Whatever they’ve been in the past, the multi-millionaire O’Connells are, however, about to become victims.
They struck me as a likeable couple, and far from dense – but nevertheless in shock about the sheer amount of money they’d won.
I gained the distinct impression that the Euromillions Lottery marketing people had applied subtle pressure to persuade them that going public was infinitely more “honest” than being secretive about their win. If that was the case, then the folk at Euromillions are clearly a conscience short of a moral compass.
Six decades of Game of Chance in the UK demonstrate conclusively that, without the right counselling, a sizeable minority of jackpot winners end up alienated, abused and even longing for the days before their win. Counselling appears to have been woefully absent in this case. It was overwhelmed by Mammon’s desire to demonstrate that it Could Be You-Hoo.

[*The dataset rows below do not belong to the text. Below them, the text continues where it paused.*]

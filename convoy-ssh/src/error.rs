//! Error types for remote execution

use std::time::Duration;
use thiserror::Error;

/// Result type alias for remote operations
pub type Result<T> = std::result::Result<T, RemoteError>;

/// Classified failure of a remote command
///
/// Connection-level failures (`Connect`, `Channel`, `Timeout`) are retryable by re-running
/// the same intent; `NonZeroExit` means the command itself ran and failed.
#[derive(Debug, Error)]
pub enum RemoteError {
    /// Credentials missing, malformed, or rejected by the server
    #[error("Authentication failed for {user}@{host}: {reason}")]
    Auth {
        host: String,
        user: String,
        reason: String,
    },

    /// TCP connect, handshake, or session-level protocol failure
    #[error("Failed to connect to {host}:{port}: {reason}")]
    Connect {
        host: String,
        port: u16,
        reason: String,
    },

    /// Session-level protocol failure after the connection was established
    #[error("SSH channel error on {host}: {reason}")]
    Channel { host: String, reason: String },

    /// The call did not finish within its bound
    #[error("Command timed out after {}s on {host}", .timeout.as_secs())]
    Timeout { host: String, timeout: Duration },

    /// The command ran and exited with a non-zero status
    #[error("Command exited with status {exit_code} on {host}: {}", .stderr.trim())]
    NonZeroExit {
        host: String,
        exit_code: i32,
        stdout: String,
        stderr: String,
    },
}

impl RemoteError {
    pub fn auth(host: impl Into<String>, user: impl Into<String>, reason: impl Into<String>) -> Self {
        Self::Auth {
            host: host.into(),
            user: user.into(),
            reason: reason.into(),
        }
    }

    pub fn connect(host: impl Into<String>, port: u16, reason: impl Into<String>) -> Self {
        Self::Connect {
            host: host.into(),
            port,
            reason: reason.into(),
        }
    }

    /// Whether re-invoking the same command may succeed
    pub fn is_retryable(&self) -> bool {
        matches!(
            self,
            Self::Connect { .. } | Self::Channel { .. } | Self::Timeout { .. }
        )
    }

    /// Short machine-readable kind, stored alongside step errors
    pub fn kind(&self) -> &'static str {
        match self {
            Self::Auth { .. } => "auth_failure",
            Self::Connect { .. } | Self::Channel { .. } => "connect_failure",
            Self::Timeout { .. } => "timeout",
            Self::NonZeroExit { .. } => "command_failure",
        }
    }

    /// Operator-facing hint for connection checks
    pub fn hint(&self) -> String {
        match self {
            Self::Auth { .. } => {
                "Authentication failed, check the username, password or SSH key".to_string()
            }
            Self::Timeout { .. } => {
                "Connection timed out, check the host address, port and network reachability"
                    .to_string()
            }
            Self::Connect { reason, .. } => {
                let reason_lower = reason.to_lowercase();
                if reason_lower.contains("refused") {
                    "Connection refused, check that the SSH service is running on that port"
                        .to_string()
                } else if reason_lower.contains("no route")
                    || reason_lower.contains("unreachable")
                    || reason_lower.contains("lookup")
                    || reason_lower.contains("resolve")
                {
                    "Host unreachable, check the address and network path".to_string()
                } else if reason_lower.contains("timed out") {
                    "Connection timed out, check the host address, port and network reachability"
                        .to_string()
                } else {
                    format!("SSH connection failed: {}", first_line(reason, 200))
                }
            }
            Self::Channel { reason, .. } => {
                format!("SSH session failed: {}", first_line(reason, 200))
            }
            Self::NonZeroExit { exit_code, .. } => {
                format!("Connected, but the probe command exited with status {}", exit_code)
            }
        }
    }
}

/// First line of a message, capped at `max` characters
fn first_line(message: &str, max: usize) -> String {
    let line = message.lines().next().unwrap_or_default();
    if line.chars().count() > max {
        let truncated: String = line.chars().take(max).collect();
        format!("{}...", truncated)
    } else {
        line.to_string()
    }
}

#[cfg(test)]
mod tests {
    use super::*;

    #[test]
    fn test_retry_classification() {
        assert!(RemoteError::connect("10.0.0.1", 22, "refused").is_retryable());
        assert!(
            RemoteError::Timeout {
                host: "10.0.0.1".to_string(),
                timeout: Duration::from_secs(5)
            }
            .is_retryable()
        );
        assert!(!RemoteError::auth("10.0.0.1", "ops", "denied").is_retryable());
        assert!(
            !RemoteError::NonZeroExit {
                host: "10.0.0.1".to_string(),
                exit_code: 2,
                stdout: String::new(),
                stderr: "boom".to_string(),
            }
            .is_retryable()
        );
    }

    #[test]
    fn test_hint_for_refused_connection() {
        let err = RemoteError::connect("10.0.0.1", 22, "Connection refused (os error 111)");
        assert!(err.hint().contains("refused"));
    }

    #[test]
    fn test_hint_truncates_long_reason() {
        let reason = "x".repeat(300);
        let err = RemoteError::connect("10.0.0.1", 22, reason);
        assert!(err.hint().ends_with("..."));
        assert!(err.hint().len() < 260);
    }

    #[test]
    fn test_non_zero_exit_message_includes_stderr() {
        let err = RemoteError::NonZeroExit {
            host: "web-1".to_string(),
            exit_code: 127,
            stdout: String::new(),
            stderr: "sh: logstash: not found\n".to_string(),
        };
        assert_eq!(
            err.to_string(),
            "Command exited with status 127 on web-1: sh: logstash: not found"
        );
        assert_eq!(err.kind(), "command_failure");
    }
}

There is a thread running through this essay. It offers a lesson as old as the hills: in the end, cheats do not prosper.
But they will prosper – through falsehood, distortion, deception and distraction – if the culture involved lacks a robust Rule of Law to bring the cheats to justice.
The European Union, Theresa May, Jeremy Hunt, fanciful propagandists and dubious business will prosper if we all sit back, indulge in braindead entertainment, and let blind justice be shot at dawn.